Has anyone ever had any luck triggering the LGB sound systems with the Air Wire?

Has anyone ever figured how to do that? help would be greatly appreciated....

Thanks

Bubba


----------



## Dan Pierce (Jan 2, 2008)

Which LGB sound ssytem?????? 

There are several different types as follows: 

6500x series These are similiar to how you would tie in a Phoenix to a G3. Manual volume control, and inputs for bell and whistle via reeds. 
Other sounds available by DCC. 

Older Analog boards which only had chuff/bell/whistle, no DCC control, use relays for the bell and whistle. 

SUSI buss control, not DCC These are in many engines and can be connected to LGB SUSI bus on LGB onboard digital decoders, and I have one working on a Zimo SUSI bus. 
Note that the LGB 55020, 55021, 55027 decoders do NOT have the SUSI bus!!!


----------



## Madstang (Jan 4, 2008)

Sorry I should have said in the Mikados, Uintah,Sumpters, with digital sound.......and the 2300series Moguls, NOT the early sound boards.

As far as all the nomenclature you are stating...I am not that technical...just want to control my Mikes and uintahs with the AW control...and cannot seem to find anyone who can figure it out....
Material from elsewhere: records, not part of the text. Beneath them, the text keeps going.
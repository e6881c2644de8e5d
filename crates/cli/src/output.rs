//! CLI output formatting utilities.
//!
//! Provides consistent formatting for terminal output including colored status
//! messages, human-readable ages, and Unicode symbols.

use std::time::Duration;

use anyhow::Context;
use chrono::{DateTime, Utc};
use owo_colors::{OwoColorize, Stream};

pub mod symbols {
  pub const SUCCESS: &str = "✓";
  pub const ERROR: &str = "✗";
  pub const WARNING: &str = "⚠";
  pub const INFO: &str = "•";
  pub const ADD: &str = "+";
  pub const MODIFY: &str = "~";
  pub const REMOVE: &str = "-";
  pub const ORPHAN: &str = "?";
}

pub fn truncate_hash(hash: &str) -> &str {
  let len = hash.len().min(12);
  &hash[..len]
}

/// Age of a timestamp rounded down to its largest unit, e.g. `3days`, `2h`, `45s`.
pub fn format_age(since: DateTime<Utc>, now: DateTime<Utc>) -> String {
  let secs = (now - since).to_std().unwrap_or_default().as_secs();
  let rounded = match secs {
    s if s >= 86_400 => s - s % 86_400,
    s if s >= 3_600 => s - s % 3_600,
    s if s >= 60 => s - s % 60,
    s => s,
  };
  humantime::format_duration(Duration::from_secs(rounded)).to_string()
}

pub fn print_success(message: &str) {
  println!(
    "{} {}",
    symbols::SUCCESS.if_supports_color(Stream::Stdout, |s| s.green()),
    message
  );
}

pub fn print_error(message: &str) {
  eprintln!(
    "{} {}",
    symbols::ERROR.if_supports_color(Stream::Stderr, |s| s.red()),
    message.if_supports_color(Stream::Stderr, |s| s.red())
  );
}

pub fn print_warning(message: &str) {
  eprintln!(
    "{} {}",
    symbols::WARNING.if_supports_color(Stream::Stderr, |s| s.yellow()),
    message.if_supports_color(Stream::Stderr, |s| s.yellow())
  );
}

pub fn print_info(message: &str) {
  println!(
    "{} {}",
    symbols::INFO.if_supports_color(Stream::Stdout, |s| s.blue()),
    message
  );
}

pub fn print_stat(label: &str, value: &str) {
  println!(
    "  {}: {}",
    label.if_supports_color(Stream::Stdout, |s| s.dimmed()),
    value
  );
}

pub fn print_json<T: serde::Serialize>(value: &T) -> anyhow::Result<()> {
  let json = serde_json::to_string_pretty(value).context("Failed to serialize to JSON")?;
  println!("{}", json);
  Ok(())
}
Again any help would be very appreciated.....

Bubba


----------



## Dan Pierce (Jan 2, 2008)

For the most part, those engines listed need a SUSI bus for all the additional sounds available. 
The bell and whistle/horn have reed switch input sensors that can be picked by a relay, or an optical coupler, and track magnets. 
Chuff is from a sensor that has 3 wires (power, ground, sensor signal). 
4 wire cable with 2 for track power, plus clock and data. 

Who has a SUSI buss... LGB for sure and Zimo MX69 series decoders, And possibly Massoth since they make the LGB electronics.


----------



## Bill Swindell (Jan 2, 2008)

Per what Dan says, you can use and opto-isolator chip to trigger the horn & bell. You hook the input, which is an LED, to one of the AirWire aux outputs with the appropriate current limiting resistor. You will have to hook the output across one of the reed switches (or in place of it). If you hook the output to the sound system with the wrong polarity, it won't work. 

On the AirWire, you will need to program the aux output to whatever be controlled by whatever function key that you want. You then have to repeat the same process to the other sound. 

When I install AirWire in an LGB system, I resolve the whole problem by putting in a Phoenix P-8 sound unit and eliminate the LGB sound system entierly.


----------